Após 17 anos atuando na Agência de Inovação da Unicamp, onde liderei as áreas de comunicação e relações institucionais, aprendi que o maior desafio de uma universidade não é apenas produzir ciência de ponta, mas torná-la “traduzível” e acessível para o mercado.
Recentemente, tive a alegria de revisitar esse desafio em um contexto inovador. A convite da Sinova (Núcleo de Inovação Tecnológica da UFSC), a Agência Sabiá foi a responsável pelo desenvolvimento da nova Vitrine Tecnológica da UFSC. Este não foi o meu primeiro projeto do tipo – já havia participado da vitrine online na Unicamp e, pela Sabiá, da vitrine da PUC-Rio – mas o caso da UFSC trouxe especificidades que marcam um novo paradigma no setor.
A UFSC possui um portfólio robusto de cerca de 800 patentes ativas. Do ponto de vista de gestão, aqui reside um problema crônico dos NITs: o custo e o tempo necessários para criar materiais de marketing (os one-pagers e perfis tecnológicos) para centenas de ativos são proibitivos. Seria impossível, em termos de investimento, contratar uma agência para redigir e diagramar individualmente cada uma dessas tecnologias.
Para garantir autonomia, rapidez e precisão, nossa estratégia na Sabiá foi implementar o uso de Inteligência Artificial. Contudo, como lidamos com ativos sensíveis, a segurança foi nossa prioridade máxima.
Diferente do uso casual de IAs generativas, o projeto foi desenvolvido em um ambiente pago e fechado do ChatGPT, contratado pela própria universidade. Isso garante que as informações das patentes e programas de computador não sejam utilizadas para o treinamento público da ferramenta, mantendo o sigilo e a integridade da Propriedade Intelectual da UFSC durante todo o processo de automação.
Neste ambiente controlado, configuramos três “robôs” especializados:
– Redator: Um GPT projetado para fazer a redação de perfis tecnológicos (texto de uma página), para patentes a partir da carta patente ou pedido original.
– Classificador: Responsável por organizar as tecnologias em áreas predefinidas de aplicação industrial, facilitando a busca por empresas.
– Designer: Focado na criação de imagens para os materiais de marketing, vitrine e posts.
A Sabiá entregou os primeiros 100 ativos já processados por IA e a universidade segue atualizando a vitrine diariamente.
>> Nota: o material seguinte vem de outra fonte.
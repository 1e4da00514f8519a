use povbridge::chat::InstructionQueue;
use povbridge::demo::{FlatWorld, SimulatedAgent};
use povbridge::server::ApiServer;
use povbridge::{Backend, Bridge, BridgeConfig};
use serde_json::Value;
use std::io::{Read, Write};
use std::net::TcpStream;
use std::sync::{Arc, Mutex};
use std::time::Duration;

fn start() -> (String, ApiServer) {
    let mut cfg = BridgeConfig::default();
    cfg.view_distance = 1;
    cfg.spawn_delay = Duration::from_millis(10);
    cfg.settle_delay = Duration::from_millis(10);
    let bridge = Bridge::new(cfg, Backend::software()).unwrap();
    let api = ApiServer::new(bridge, Arc::new(Mutex::new(InstructionQueue::new(Some("Agent".into())))));

    let server = ApiServer::bind("127.0.0.1:0").unwrap();
    let addr = server.server_addr().to_string();
    let serving = api.clone();
    std::thread::spawn(move || serving.serve(server));
    (addr, api)
}

fn call(addr: &str, method: &str, path: &str) -> (u16, Value) {
    let mut stream = TcpStream::connect(addr).unwrap();
    write!(
        stream,
        "{} {} HTTP/1.1\r\nHost: localhost\r\nContent-Length: 0\r\nConnection: close\r\n\r\n",
        method, path
    )
    .unwrap();
    let mut raw = String::new();
    stream.read_to_string(&mut raw).unwrap();

    let status: u16 = raw.split_whitespace().nth(1).unwrap().parse().unwrap();
    let body = raw.split("\r\n\r\n").nth(1).unwrap();
    (status, serde_json::from_str(body).unwrap())
}

#[test]
fn screenshot_without_agent_is_black_success() {
    let (addr, _api) = start();
    let (status, body) = call(&addr, "POST", "/screenshot");
    assert_eq!(status, 200);
    assert_eq!(body["success"], true);
    assert_eq!(body["format"], "jpeg");
    assert_eq!(body["width"], 640);
    assert_eq!(body["height"], 360);
    assert!(!body["image"].as_str().unwrap().is_empty());
}

#[test]
fn status_routes_track_the_agent() {
    let (addr, api) = start();
    let (_, viewer) = call(&addr, "GET", "/viewer/status");
    assert_eq!(viewer["viewerReady"], false);
    assert_eq!(viewer["hasSession"], false);
    assert_eq!(viewer["phase"], "idle");

    let (_, before) = call(&addr, "GET", "/status");
    assert_eq!(before["connected"], false);
    let (_, obs) = call(&addr, "GET", "/observation");
    assert_eq!(obs["success"], false);

    let agent = Arc::new(SimulatedAgent::new("Agent", Arc::new(FlatWorld::default())));
    api.bridge().agent_spawned_blocking(agent).unwrap();

    let (_, after) = call(&addr, "GET", "/status");
    assert_eq!(after["connected"], true);
    assert_eq!(after["username"], "Agent");

    let (_, obs) = call(&addr, "GET", "/observation?verbose=1");
    assert_eq!(obs["success"], true);
    assert_eq!(obs["observation"]["health"], 20.0);
    assert_eq!(obs["observation"]["gameMode"], "survival");
}

#[test]
fn chat_queue_over_http() {
    let (addr, api) = start();
    {
        let queue = api.chat_queue();
        let mut q = queue.lock().unwrap();
        q.on_chat("Agent", "ignored", 1);
        q.on_chat("alice", "collect wood", 2);
    }

    let (_, listed) = call(&addr, "POST", "/chat/instructions");
    assert_eq!(listed["instructions"].as_array().unwrap().len(), 1);

    let (_, started) = call(&addr, "POST", "/chat/start_instruction");
    assert_eq!(started["instruction"]["message"], "collect wood");
    assert_eq!(started["instruction"]["timestamp"], 2);

    let (_, listed) = call(&addr, "POST", "/chat/instructions");
    assert_eq!(listed["current"]["username"], "alice");

    let (_, cleared) = call(&addr, "POST", "/chat/clear_instruction");
    assert_eq!(cleared["success"], true);
    let (_, listed) = call(&addr, "POST", "/chat/instructions");
    assert!(listed["current"].is_null());
}

#[test]
fn wrong_method_is_not_found() {
    let (addr, _api) = start();
    let (status, body) = call(&addr, "GET", "/screenshot");
    assert_eq!(status, 404);
    assert_eq!(body["success"], false);
}

#[test]
fn agent_chat_reaches_the_queue() {
    let (addr, api) = start();
    let agent = Arc::new(SimulatedAgent::new("Agent", Arc::new(FlatWorld::default())));
    api.bridge().agent_spawned_blocking(agent.clone()).unwrap();

    agent.say("Agent", "on my way");
    agent.say("alice", "mine some iron");
    let (_, listed) = call(&addr, "POST", "/chat/instructions");
    let pending = listed["instructions"].as_array().unwrap();
    assert_eq!(pending.len(), 1);
    assert_eq!(pending[0]["username"], "alice");
    assert!(pending[0]["timestamp"].as_u64().unwrap() > 0);

    agent.say("bob", "reset");
    let (_, listed) = call(&addr, "POST", "/chat/instructions");
    assert!(listed["instructions"].as_array().unwrap().is_empty());
}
Mais importante que a entrega inicial, realizamos o treinamento do time da Sinova para operar esses robôs com total independência conforme novas comunicações de invenção forem surgindo.
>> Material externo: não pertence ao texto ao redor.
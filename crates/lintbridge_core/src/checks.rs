//! Acceptance checks that refine what the engine reports.

use std::sync::Arc;

use lintbridge_config::RuleConfig;
use lintbridge_engine::AcceptanceCheck;
use lintbridge_text::TextBuffer;

const JAVADOC_PACKAGE_SOURCE: &str = "com.puppycrawl.tools.checkstyle.checks.javadoc.JavadocPackageCheck";
const JAVADOC_PACKAGE_MODULE: &str = "JavadocPackage";
const PACKAGE_HTML_SOURCE: &str = "com.puppycrawl.tools.checkstyle.checks.javadoc.PackageHtmlCheck";

const PACKAGE_INFO_FILE: &str = "package-info.java";
const PACKAGE_HTML_FILE: &str = "package.html";

fn has_sibling(buffer: &dyn TextBuffer, name: &str) -> bool {
    buffer
        .path()
        .parent()
        .is_some_and(|dir| dir.join(name).is_file())
}

/// Drops missing-package-documentation reports for packages that are
/// documented after all.
#[derive(Debug, Clone, Default, PartialEq, Eq)]
pub struct JavadocPackageCheck {
    allow_legacy: bool,
}

impl JavadocPackageCheck {
    /// `allow_legacy` makes a `package.html` count as documentation.
    pub fn new(allow_legacy: bool) -> Self {
        Self { allow_legacy }
    }

    /// Reads `allowLegacy` from the first package documentation module in
    /// `config`.
    pub fn configured(config: &RuleConfig) -> Self {
        let allow_legacy = find_allow_legacy(config).is_some_and(|v| v.trim().eq_ignore_ascii_case("true"));
        Self { allow_legacy }
    }

    pub fn allows_legacy(&self) -> bool {
        self.allow_legacy
    }
}

fn find_allow_legacy(config: &RuleConfig) -> Option<&str> {
    if config.name() == JAVADOC_PACKAGE_MODULE || config.name() == JAVADOC_PACKAGE_SOURCE {
        return config.attribute("allowLegacy");
    }
    config.children().iter().find_map(|child| find_allow_legacy(child))
}

impl AcceptanceCheck for JavadocPackageCheck {
    fn accept(&self, buffer: &dyn TextBuffer, source_rule_id: &str) -> bool {
        if source_rule_id != JAVADOC_PACKAGE_SOURCE {
            return true;
        }
        !(has_sibling(buffer, PACKAGE_INFO_FILE)
            || (self.allow_legacy && has_sibling(buffer, PACKAGE_HTML_FILE)))
    }
}

/// Drops missing `package.html` reports when the file exists.
#[derive(Debug, Clone, Copy, Default, PartialEq, Eq)]
pub struct PackageHtmlCheck;

impl AcceptanceCheck for PackageHtmlCheck {
    fn accept(&self, buffer: &dyn TextBuffer, source_rule_id: &str) -> bool {
        source_rule_id != PACKAGE_HTML_SOURCE || !has_sibling(buffer, PACKAGE_HTML_FILE)
    }
}

/// The acceptance checks for a configuration.
pub fn checks_for(config: &RuleConfig) -> Vec<Arc<dyn AcceptanceCheck>> {
    let javadoc: Arc<dyn AcceptanceCheck> = Arc::new(JavadocPackageCheck::configured(config));
    let package_html: Arc<dyn AcceptanceCheck> = Arc::new(PackageHtmlCheck);
    vec![javadoc, package_html]
}

#[cfg(test)]
mod tests {
    use super::*;
    use lintbridge_text::SourceText;
    use pretty_assertions::assert_eq;
    use rstest::rstest;
    use std::fs;
    use tempfile::tempdir;

    fn config(allow_legacy: Option<&str>) -> RuleConfig {
        let mut module = RuleConfig::builder(JAVADOC_PACKAGE_MODULE);
        if let Some(value) = allow_legacy {
            module = module.attribute("allowLegacy", value);
        }
        RuleConfig::builder("Checker").child(module.build()).build()
    }

    #[rstest]
    #[case::package_info(&["package-info.java"], None, false)]
    #[case::nothing(&[], None, true)]
    #[case::html_without_legacy(&["package.html"], None, true)]
    #[case::html_with_legacy(&["package.html"], Some("true"), false)]
    #[case::html_legacy_false(&["package.html"], Some("false"), true)]
    fn test_javadoc_package(
        #[case] siblings: &[&str],
        #[case] allow_legacy: Option<&str>,
        #[case] accepted: bool,
    ) {
        let dir = tempdir().unwrap();
        for name in siblings {
            fs::write(dir.path().join(name), "").unwrap();
        }
        let buffer = SourceText::new(dir.path().join("A.java"), "class A {}");
        let check = JavadocPackageCheck::configured(&config(allow_legacy));

        assert_eq!(check.accept(&buffer, JAVADOC_PACKAGE_SOURCE), accepted);
    }

    #[test]
    fn test_other_sources_pass_through() {
        let dir = tempdir().unwrap();
        fs::write(dir.path().join("package-info.java"), "").unwrap();
        fs::write(dir.path().join("package.html"), "").unwrap();
        let buffer = SourceText::new(dir.path().join("A.java"), "");

        for check in checks_for(&config(Some("true"))) {
            assert!(check.accept(&buffer, "com.puppycrawl.tools.checkstyle.checks.naming.MemberNameCheck"));
        }
    }

    #[test]
    fn test_package_html_check() {
        let dir = tempdir().unwrap();
        let buffer = SourceText::new(dir.path().join("A.java"), "");
        assert!(PackageHtmlCheck.accept(&buffer, PACKAGE_HTML_SOURCE));

        fs::write(dir.path().join("package.html"), "").unwrap();
        assert!(!PackageHtmlCheck.accept(&buffer, PACKAGE_HTML_SOURCE));
    }

    #[test]
    fn test_allow_legacy_found_by_full_class_name() {
        let config = RuleConfig::builder("Checker")
            .child(
                RuleConfig::builder(JAVADOC_PACKAGE_SOURCE)
                    .attribute("allowLegacy", "TRUE")
                    .build(),
            )
            .build();
        assert!(JavadocPackageCheck::configured(&config).allows_legacy());
    }
}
A nova vitrine da UFSC vai além da exposição de tecnologias protegidas: ela dá visibilidade a laboratórios, unidades Embrapii e iniciativas estudantis, conectando de forma real o ecossistema de inovação da Universidade ao setor empresarial. Convido a todos a conhecê-la: https://vitrine.sites.ufsc.br/
Para mim, este projeto foi um exercício prático de inovação. Ver a IA sendo aplicada para dar fôlego a quem faz a ponte entre a ciência e o mercado é a prova de que estamos no caminho certo para escalar a transferência de tecnologia no Brasil.